- Milajerd District Location within Iran
- Coordinates: 34°42′N 49°12′E﻿ / ﻿34.700°N 49.200°E
- Country: Iran
- Province: Markazi
- County: Komijan
- Established: 2003
- Capital: Milajerd

Population (2016)
- • Total: 15,255
- Time zone: UTC+3:30 (IRST)

= Milajerd District =

District in Markazi province, Iran

Milajerd District (بخش میلاجرد) is in Komijan County, Markazi province, Iran.
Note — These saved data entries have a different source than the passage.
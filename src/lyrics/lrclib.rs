//! LRCLIB API client
//!
//! LRCLIB is a free lyrics API that provides synchronized (LRC format) lyrics.
//! API Documentation: https://lrclib.net/docs

use super::parser::{parse_lrc, LyricsData};
use crate::error::Error;
use crate::http::{HttpRequest, HttpTransport};
use serde::Deserialize;
use std::sync::Arc;

/// LRCLIB `/get` response, only the fields we use
#[derive(Debug, Deserialize, Clone)]
pub struct LrclibResponse {
    #[serde(rename = "plainLyrics")]
    pub plain_lyrics: Option<String>,
    #[serde(rename = "syncedLyrics")]
    pub synced_lyrics: Option<String>,
}

/// LRCLIB API client
#[derive(Clone)]
pub struct LrclibClient {
    http: Arc<dyn HttpTransport>,
    base_url: String,
}

impl LrclibClient {
    pub const DEFAULT_BASE_URL: &'static str = "https://lrclib.net/api";

    pub fn new(http: Arc<dyn HttpTransport>, base_url: impl Into<String>) -> Self {
        Self {
            http,
            base_url: base_url.into().trim_end_matches('/').to_string(),
        }
    }

    /// Looks up lyrics by track metadata. Never fails: anything short of a
    /// usable response yields [`LyricsData::empty`].
    pub async fn fetch_lyrics(
        &self,
        track_name: &str,
        artist_name: &str,
        album_name: &str,
        duration_ms: u64,
    ) -> LyricsData {
        match self.get_exact(track_name, artist_name, album_name, duration_ms).await {
            Ok(resp) => into_lyrics(resp),
            Err(e) => {
                tracing::debug!(track = track_name, error = %e, "no lyrics");
                LyricsData::empty()
            }
        }
    }

    pub fn lookup_url(
        &self,
        track_name: &str,
        artist_name: &str,
        album_name: &str,
        duration_ms: u64,
    ) -> String {
        let duration_secs = duration_ms as f64 / 1000.0;
        format!(
            "{}/get?track_name={}&artist_name={}&album_name={}&duration={}",
            self.base_url,
            urlencoding::encode(track_name),
            urlencoding::encode(artist_name),
            urlencoding::encode(album_name),
            duration_secs
        )
    }

    async fn get_exact(
        &self,
        track_name: &str,
        artist_name: &str,
        album_name: &str,
        duration_ms: u64,
    ) -> Result<LrclibResponse, Error> {
        let url = self.lookup_url(track_name, artist_name, album_name, duration_ms);
        let resp = self
            .http
            .send(HttpRequest::get(url))
            .await
            .map_err(|e| Error::Network(format!("{e:#}")))?;

        if !resp.is_success() {
            return Err(Error::Upstream {
                endpoint: "lrclib /get".to_string(),
                status: resp.status,
            });
        }
        serde_json::from_slice(&resp.body).map_err(|source| Error::Decode {
            endpoint: "lrclib /get".to_string(),
            source,
        })
    }
}

fn into_lyrics(resp: LrclibResponse) -> LyricsData {
    let plain = resp.plain_lyrics.filter(|p| !p.trim().is_empty());
    let synced = resp
        .synced_lyrics
        .filter(|s| !s.trim().is_empty())
        .map(|s| parse_lrc(&s));
    LyricsData { plain, synced }
}

#[cfg(test)]
mod tests {
    use super::*;
    use crate::http::fake::{json, status, FakeTransport};

    fn client(http: FakeTransport) -> (LrclibClient, Arc<FakeTransport>) {
        let http = Arc::new(http);
        (LrclibClient::new(http.clone(), "https://lrclib.test/api/"), http)
    }

    #[test]
    fn test_lookup_url_encodes_params_and_seconds() {
        let (c, _) = client(FakeTransport::new(|_| Ok(status(404))));
        assert_eq!(
            c.lookup_url("Bohemian Rhapsody", "Queen", "A Night at the Opera", 354_320),
            "https://lrclib.test/api/get?track_name=Bohemian%20Rhapsody&artist_name=Queen&album_name=A%20Night%20at%20the%20Opera&duration=354.32"
        );
        assert!(c.lookup_url("a", "b", "c", 215_000).ends_with("&duration=215"));
    }

    #[tokio::test]
    async fn test_synced_and_plain() {
        let (c, _) = client(FakeTransport::new(|_| {
            Ok(json(
                200,
                serde_json::json!({
                    "id": 1,
                    "trackName": "t",
                    "plainLyrics": "Hello\nWorld",
                    "syncedLyrics": "[00:01.50]Hello\n[00:03.00]World"
                }),
            ))
        }));
        let data = c.fetch_lyrics("t", "a", "al", 1000).await;
        assert!(data.is_synced());
        assert_eq!(data.synced.as_ref().unwrap().len(), 2);
        assert_eq!(data.plain.as_deref(), Some("Hello\nWorld"));
    }

    #[tokio::test]
    async fn test_plain_only_falls_back() {
        let (c, _) = client(FakeTransport::new(|_| {
            Ok(json(200, serde_json::json!({ "plainLyrics": "la la", "syncedLyrics": null })))
        }));
        let data = c.fetch_lyrics("t", "a", "al", 1000).await;
        assert!(!data.is_synced());
        assert_eq!(data.plain.as_deref(), Some("la la"));
    }

    #[tokio::test]
    async fn test_failures_degrade_to_empty() {
        let (c, http) = client(FakeTransport::new(|_| Ok(status(404))));
        assert!(c.fetch_lyrics("t", "a", "al", 1000).await.is_empty());
        assert_eq!(http.requests().len(), 1);

        let (c, _) = client(FakeTransport::new(|_| Err(anyhow::anyhow!("offline"))));
        assert_eq!(c.fetch_lyrics("t", "a", "al", 1000).await, LyricsData::empty());

        let (c, _) = client(FakeTransport::new(|_| {
            Ok(crate::http::HttpResponse { status: 200, body: b"<html>".to_vec() })
        }));
        assert!(c.fetch_lyrics("t", "a", "al", 1000).await.is_empty());
    }
}
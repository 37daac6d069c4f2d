//! PKCE (RFC 7636) verifier and S256 challenge.

use base64::Engine;
use base64::engine::general_purpose::URL_SAFE_NO_PAD;
use rand::Rng;
use rand::distr::Alphanumeric;
use sha2::{Digest, Sha256};

/// RFC 7636 allows 43..=128 characters; we always use the maximum.
pub const VERIFIER_LEN: usize = 128;

pub fn generate_verifier(len: usize) -> String {
    rand::rng()
        .sample_iter(&Alphanumeric)
        .take(len)
        .map(char::from)
        .collect()
}

/// `BASE64URL(SHA256(verifier))` without padding.
pub fn challenge_for(verifier: &str) -> String {
    URL_SAFE_NO_PAD.encode(Sha256::digest(verifier.as_bytes()))
}
//! Lyrics module for fetching and displaying synchronized lyrics
//!
//! This module provides:
//! - LRCLIB API client for fetching lyrics
//! - LRC format parser for synchronized lyrics
//! - Data structures for lyrics display

pub mod lrclib;
pub mod parser;

pub use lrclib::LrclibClient;
pub use parser::{LrcLine, LyricsData};

use crate::spotify::Track;

/// Get lyrics for a track
pub async fn fetch_for_track(client: &LrclibClient, track: &Track) -> LyricsData {
    client
        .fetch_lyrics(
            &track.name,
            track.primary_artist(),
            &track.album.name,
            track.duration_ms,
        )
        .await
}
Its capital is the city of Milajerd.

==Demographics==
===Population===
At the time of the 2006 National Census, the district's population was 18,547 in 4,566 households. The following census in 2011 counted 16,441 people in 4,442 households. The 2016 census measured the population of the district as 15,255 inhabitants in 4,552 households.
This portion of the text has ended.